THE World Health Organisation (WHO) couldn’t have come out with more sobering news just before World Health Day. According to WHO, 99% of the global population is breathing air that exceeds quality limits and threatens people’s health. The world body says that people living in urban areas are most vulnerable as they are breathing unhealthy levels of fine particulate matter and nitrogen dioxide. The worst affected are the people living in low and middle-income countries. India is one of them.
It is no wonder that the United Nations has decided that the theme for this year’s World Health Day would be “Our It is no wonder that the United Nations has decided that the theme for this year’s World Health Day would be “Our planet, our health.” According to the UN, over 13 million deaths worldwide each year are because of avoidable environmental causes. This includes climate change. In fact, most environmental factors have a direct effect on health.

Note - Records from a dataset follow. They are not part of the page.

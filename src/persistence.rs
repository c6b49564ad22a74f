use std::fs;
use std::path::Path;

use crate::error::Result;
use crate::models::{GroceryList, LunchboxPlan, LunchboxRequest};

/// Load a plan request from a JSON file.
pub fn load_request<P: AsRef<Path>>(path: P) -> Result<LunchboxRequest> {
    let content = fs::read_to_string(path)?;
    let request: LunchboxRequest = serde_json::from_str(&content)?;
    Ok(request)
}

/// Save a plan request as pretty JSON.
pub fn save_request<P: AsRef<Path>>(path: P, request: &LunchboxRequest) -> Result<()> {
    let json = serde_json::to_string_pretty(request)?;
    fs::write(path, json)?;
    Ok(())
}

/// Save a plan as pretty JSON.
pub fn save_plan<P: AsRef<Path>>(path: P, plan: &LunchboxPlan) -> Result<()> {
    let json = serde_json::to_string_pretty(plan)?;
    fs::write(path, json)?;
    Ok(())
}

/// Write the grocery list as `category,item` rows.
pub fn write_grocery_csv<P: AsRef<Path>>(path: P, grocery_list: &GroceryList) -> Result<()> {
    let mut writer = csv::Writer::from_path(path)?;
    writer.write_record(["category", "item"])?;
    for (category, items) in grocery_list {
        for item in items {
            writer.write_record([category.as_str(), item.as_str()])?;
        }
    }
    writer.flush()?;
    Ok(())
}
use indexmap::IndexMap;
use serde::{Deserialize, Serialize};

use crate::models::{CatalogItem, FoodGroup};

/// Shopping list keyed by category, in insertion order.
pub type GroceryList = IndexMap<String, Vec<String>>;

/// Coarse, band-derived nutrition estimate for one lunch item.
#[derive(Debug, Clone, PartialEq, Eq, Serialize, Deserialize)]
pub struct NutritionalInfo {
    pub calories: u32,
    pub protein: String,
    pub carbs: String,
    pub fat: String,
}

/// A catalog item selected into a lunch, annotated with nutrition.
#[derive(Debug, Clone, PartialEq, Eq, Serialize, Deserialize)]
pub struct LunchItem {
    pub name: String,
    pub description: String,
    pub nutritional_info: NutritionalInfo,
    #[serde(default)]
    pub allergens: Vec<String>,
    pub prep_time: String,
}

impl LunchItem {
    pub fn from_catalog(item: &CatalogItem, nutritional_info: NutritionalInfo) -> Self {
        Self {
            name: item.name.clone(),
            description: item.description.clone(),
            nutritional_info,
            allergens: item.allergens.clone(),
            prep_time: item.prep_time.clone(),
        }
    }
}

/// Exactly one item per food group.
#[derive(Debug, Clone, PartialEq, Eq, Serialize, Deserialize)]
pub struct DailyLunch {
    pub main: LunchItem,
    pub fruit: LunchItem,
    pub vegetable: LunchItem,
    pub snack: LunchItem,
    pub drink: LunchItem,
}

impl DailyLunch {
    pub fn get(&self, group: FoodGroup) -> &LunchItem {
        match group {
            FoodGroup::Main => &self.main,
            FoodGroup::Fruit => &self.fruit,
            FoodGroup::Vegetable => &self.vegetable,
            FoodGroup::Snack => &self.snack,
            FoodGroup::Drink => &self.drink,
        }
    }

    /// Items in main, fruit, vegetable, snack, drink order.
    pub fn items(&self) -> [&LunchItem; 5] {
        [
            &self.main,
            &self.fruit,
            &self.vegetable,
            &self.snack,
            &self.drink,
        ]
    }

    /// Total calories across the five items.
    pub fn total_calories(&self) -> u32 {
        self.items()
            .iter()
            .map(|item| item.nutritional_info.calories)
            .sum()
    }
}

/// One child's lunches keyed by weekday name.
#[derive(Debug, Clone, PartialEq, Eq, Serialize, Deserialize)]
pub struct ChildLunchPlan {
    pub child_name: String,
    pub age: u32,
    pub daily_lunches: IndexMap<String, DailyLunch>,
}

impl ChildLunchPlan {
    pub fn new(child_name: impl Into<String>, age: u32) -> Self {
        Self {
            child_name: child_name.into(),
            age,
            daily_lunches: IndexMap::new(),
        }
    }

    /// Main dish names in day order.
    pub fn main_names(&self) -> Vec<&str> {
        self.daily_lunches
            .values()
            .map(|lunch| lunch.main.name.as_str())
            .collect()
    }
}

/// The complete plan for a roster.
#[derive(Debug, Clone, PartialEq, Eq, Serialize, Deserialize)]
pub struct LunchboxPlan {
    pub children: Vec<ChildLunchPlan>,
    #[serde(default)]
    pub grocery_list: GroceryList,
}

impl LunchboxPlan {
    /// Every lunch item: child order, then day order, then main to drink.
    pub fn all_items(&self) -> impl Iterator<Item = &LunchItem> {
        self.children
            .iter()
            .flat_map(|child| child.daily_lunches.values())
            .flat_map(|lunch| lunch.items())
    }
}

#[cfg(test)]
mod tests {
    use super::*;

    fn item(name: &str, calories: u32) -> LunchItem {
        LunchItem {
            name: name.to_string(),
            description: String::new(),
            nutritional_info: NutritionalInfo {
                calories,
                protein: "0g".to_string(),
                carbs: "0g".to_string(),
                fat: "0g".to_string(),
            },
            allergens: vec![],
            prep_time: "1 min".to_string(),
        }
    }

    fn lunch(main: &str) -> DailyLunch {
        DailyLunch {
            main: item(main, 300),
            fruit: item("Banana", 90),
            vegetable: item("Carrot Sticks", 35),
            snack: item("String Cheese", 80),
            drink: item("Water", 0),
        }
    }

    #[test]
    fn test_total_calories() {
        assert_eq!(lunch("Quesadilla Triangles").total_calories(), 505);
    }

    #[test]
    fn test_all_items_order() {
        let mut child = ChildLunchPlan::new("Ada", 7);
        child.daily_lunches.insert("Monday".to_string(), lunch("A"));
        child.daily_lunches.insert("Tuesday".to_string(), lunch("B"));
        let plan = LunchboxPlan {
            children: vec![child],
            grocery_list: GroceryList::new(),
        };

        let names: Vec<&str> = plan.all_items().map(|i| i.name.as_str()).collect();
        assert_eq!(names.len(), 10);
        assert_eq!(names[0], "A");
        assert_eq!(names[4], "Water");
        assert_eq!(names[5], "B");
    }

    #[test]
    fn test_day_order_survives_serialization() {
        let mut child = ChildLunchPlan::new("Ada", 7);
        child.daily_lunches.insert("Monday".to_string(), lunch("A"));
        child.daily_lunches.insert("Tuesday".to_string(), lunch("B"));

        let json = serde_json::to_string(&child).unwrap();
        assert!(json.find("Monday").unwrap() < json.find("Tuesday").unwrap());

        let back: ChildLunchPlan = serde_json::from_str(&json).unwrap();
        assert_eq!(back.main_names(), vec!["A", "B"]);
    }
}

The exponential progress of industry and technological advancements have meant that we humans have been contributing to air pollution and global warming through our lifestyles. The United Nations says that we are producing and consuming more than ever before, and we’re generating more greenhouse gases (GHGs) and air pollutants than ever before. Pollution and climate change are two sides of the same coin.
Pollution and India
According to a study published last year, at least 30.7% of deaths in India can be attributed to air pollution from fossil fuels. In other words, around 2.5 million people die every year after breathing toxic air. That was the conclusion of scientists from Harvard University, University College London and other institutions in a paper published in Environmental Research. The report noted that air pollution from fossil fuel use was responsible for 1 in 5 deaths worldwide.
India’s record on pollution is one of the worst in the world. For instance, according to the World Air Quality Report, prepared by Swiss organisation IQAir, as many as 35 of the 50 cities with the worst air quality were in India. And Delhi continued to be the world’s most polluted capital in the world.
WHO says that particulate matter, especially PM 2.5 can penetrate deep into the lungs and enter the bloodstream leading to cardiovascular, cerebrovascular and respiratory diseases. The WHO also says that particulate can badly affect other organs too. Nitrogen Dioxide (NO2) is another dangerous and highly reactive gas that gets in the air from burning fuel through power plants, cars, trucks, and buses.
It could lead to respiratory diseases, particularly asthma, leading to other respiratory problems like coughing, wheezing, or difficulty breathing.
The United Nations’ Intergovernmental Panel on Climate Change (IPCC) in its latest report says that human-induced climate change is a consequence of more than a century of net GHG emissions from unsustainable energy use, land use, lifestyle and patterns of consumption and production.
The importance of staying healthy was reinforced by Covid-19 which had a global impact. It was harshest on people who were already vulnerable. Those with existing diseases and people with less access to quality health care services faced the consequences the most.
Urgent action is the need of the hour
“Without urgent, effective and equitable mitigation actions, climate change increasingly threatens the health and livelihoods of people around the globe, ecosystem health and biodiversity,” the IPCC report says.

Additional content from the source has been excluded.